Mientras escribo esto, armo una mochila: estoy por salir de viaje con cuatro amigas y las hijas de tres de ellas. Una mochila y no una valija, porque son pocos días y porque en cada auto tiene que entrar una sillita y una practicuna así que mejor empacar liviano. Cada año que pasa me gustan menos las éticas de principios: cuando tenía veinte creía que era kantiana, y cada vez más creo que entender las cosas en términos de virtudes de las que una participa como puede y cada tanto es algo que se acerca más a la forma en que puedo y quiero habitar este planeta.
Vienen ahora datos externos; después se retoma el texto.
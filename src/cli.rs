//! Command-line interface definitions using clap.

use clap::{Parser, Subcommand, ValueEnum};
use spawnpool::logging::LogFormat;

/// Demo driver for the spawnpool process pool.
///
/// Workers re-execute this binary with the same arguments, so every flag
/// below is seen by the dispatcher and by each worker.
#[derive(Parser, Debug)]
#[command(name = "spawnpool")]
#[command(author, version, about, long_about = None)]
pub struct Cli {
    /// Enable verbose logging (-v info, -vv debug, -vvv trace).
    #[arg(short, long, action = clap::ArgAction::Count, global = true)]
    pub verbose: u8,

    /// Log errors only.
    #[arg(short, long, conflicts_with = "verbose", global = true)]
    pub quiet: bool,

    /// Log line format on stderr.
    #[arg(long, value_parser = parse_log_format, global = true)]
    pub log_format: Option<LogFormat>,

    /// Disable colored error output.
    #[arg(long, env = "NO_COLOR", global = true)]
    pub no_color: bool,

    #[command(subcommand)]
    pub command: Commands,
}

/// Available subcommands.
#[derive(Subcommand, Debug)]
pub enum Commands {
    /// Double each value on the worker pool.
    Double(DoubleArgs),

    /// Count Collatz steps for every start value up to a limit.
    Collatz(CollatzArgs),
}

/// Options every pool-backed command shares.
#[derive(Parser, Debug, Clone)]
pub struct PoolArgs {
    /// Number of worker processes.
    #[arg(short, long, env = "SPAWNPOOL_WORKERS", default_value_t = num_cpus())]
    pub workers: usize,

    /// Output format.
    #[arg(short, long, value_enum, default_value_t = OutputFormatArg::Plain)]
    pub format: OutputFormatArg,
}

/// Arguments for the double command.
#[derive(Parser, Debug)]
pub struct DoubleArgs {
    /// Values to double, in submission order.
    pub values: Vec<i64>,

    /// Sleep this long in the worker before doubling an odd value.
    #[arg(long, default_value_t = 0)]
    pub delay_ms: u64,

    #[command(flatten)]
    pub pool: PoolArgs,
}

/// Arguments for the collatz command.
#[derive(Parser, Debug)]
pub struct CollatzArgs {
    /// Largest start value.
    #[arg(long, default_value_t = 1000, value_parser = clap::value_parser!(u64).range(1..))]
    pub limit: u64,

    #[command(flatten)]
    pub pool: PoolArgs,
}

fn num_cpus() -> usize {
    std::thread::available_parallelism()
        .map(|n| n.get())
        .unwrap_or(4)
}

fn parse_log_format(s: &str) -> Result<LogFormat, String> {
    s.parse()
}

/// Output format argument.
#[derive(ValueEnum, Clone, Copy, Debug, Default, PartialEq, Eq)]
pub enum OutputFormatArg {
    /// One result per line, streamed as results arrive.
    #[default]
    Plain,
    /// A single JSON document with results and pool statistics.
    Json,
}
Con esa blandura en mente, agradezco que mis amigas no tengan que exiliarse en el mundo en el que se exiliaban las madres del universo de Seinfeld; agradezco poder pensar que si alguna vez tengo un hijo puedo darle la existencia casual y caótica que muchas amigas les dan a los suyos, y que lo único que me lo puede prohibir es el juicio moral de una gente con la que igual prefiero en general ni conversar. Agradezco la vida mixta que puedo vivir ahora, que todavía no hayan logrado imponer los espacios child-free (yo espero que nunca pase: a mí también me gusta el silencio, pero perdemos todos) y me pregunto, sobre todo, qué pasará por la cabeza de esas nenas cuando vayan tantas horas en el auto con nosotras, conmigo, escuchando mis historias y mis palabras que no fueron pensadas para ellas ni para gente de su edad, qué de todo eso les quedará escrito en algún lado para cuando sean grandes y recuerden a las amigas esas excéntricas pero simpáticas de mamá, si el vocabulario, si las charlas sobre coger y enamorarse, si la risa, los dientes separados, la ropa o la textura del pelo.